### Exercise details
Where "SlotIndex" occurs in a line of the entries below, copy that line.

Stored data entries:
──────────────────────────────

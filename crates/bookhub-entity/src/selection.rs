//! In-progress slot selection for one session.

use std::collections::BTreeSet;

use chrono::NaiveDate;
use serde::{Deserialize, Serialize};

use bookhub_core::types::{ResourceId, SlotIndex};

/// A session-scoped set of chosen slots for one (resource, date) pair.
///
/// Invariants: all members share the selection's resource and date, indices
/// are unique, and consumers always see them sorted ascending. A selection
/// never outlives a date or resource change.
#[derive(Debug, Clone, PartialEq, Eq, Serialize, Deserialize)]
pub struct Selection {
    /// The resource all chosen slots belong to.
    pub resource_id: ResourceId,
    /// The date all chosen slots fall on.
    pub date: NaiveDate,
    /// Chosen slot indices, kept sorted and de-duplicated.
    indices: BTreeSet<SlotIndex>,
}

impl Selection {
    /// Create an empty selection fixed to one (resource, date) pair.
    pub fn new(resource_id: ResourceId, date: NaiveDate) -> Self {
        Self {
            resource_id,
            date,
            indices: BTreeSet::new(),
        }
    }

    /// Whether the slot index is currently selected.
    pub fn contains(&self, index: SlotIndex) -> bool {
        self.indices.contains(&index)
    }

    /// Add a slot index. Returns `false` if it was already present.
    pub fn insert(&mut self, index: SlotIndex) -> bool {
        self.indices.insert(index)
    }

    /// Remove a slot index. Returns `false` if it was not present.
    pub fn remove(&mut self, index: SlotIndex) -> bool {
        self.indices.remove(&index)
    }

    /// Drop every index in `lost` (used after a commit conflict).
    pub fn retain_free(&mut self, lost: &[SlotIndex]) {
        for index in lost {
            self.indices.remove(index);
        }
    }

    /// Number of selected slots.
    pub fn len(&self) -> usize {
        self.indices.len()
    }

    /// Whether no slots are selected.
    pub fn is_empty(&self) -> bool {
        self.indices.is_empty()
    }

    /// The selected indices, sorted ascending.
    pub fn sorted_indices(&self) -> Vec<SlotIndex> {
        self.indices.iter().copied().collect()
    }
}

──────────────────────────────

### Solution below
use bookhub_core::types::{ResourceId, SlotIndex};
    indices: BTreeSet<SlotIndex>,
    pub fn contains(&self, index: SlotIndex) -> bool {
    pub fn insert(&mut self, index: SlotIndex) -> bool {
    pub fn remove(&mut self, index: SlotIndex) -> bool {
    pub fn retain_free(&mut self, lost: &[SlotIndex]) {
    pub fn sorted_indices(&self) -> Vec<SlotIndex> {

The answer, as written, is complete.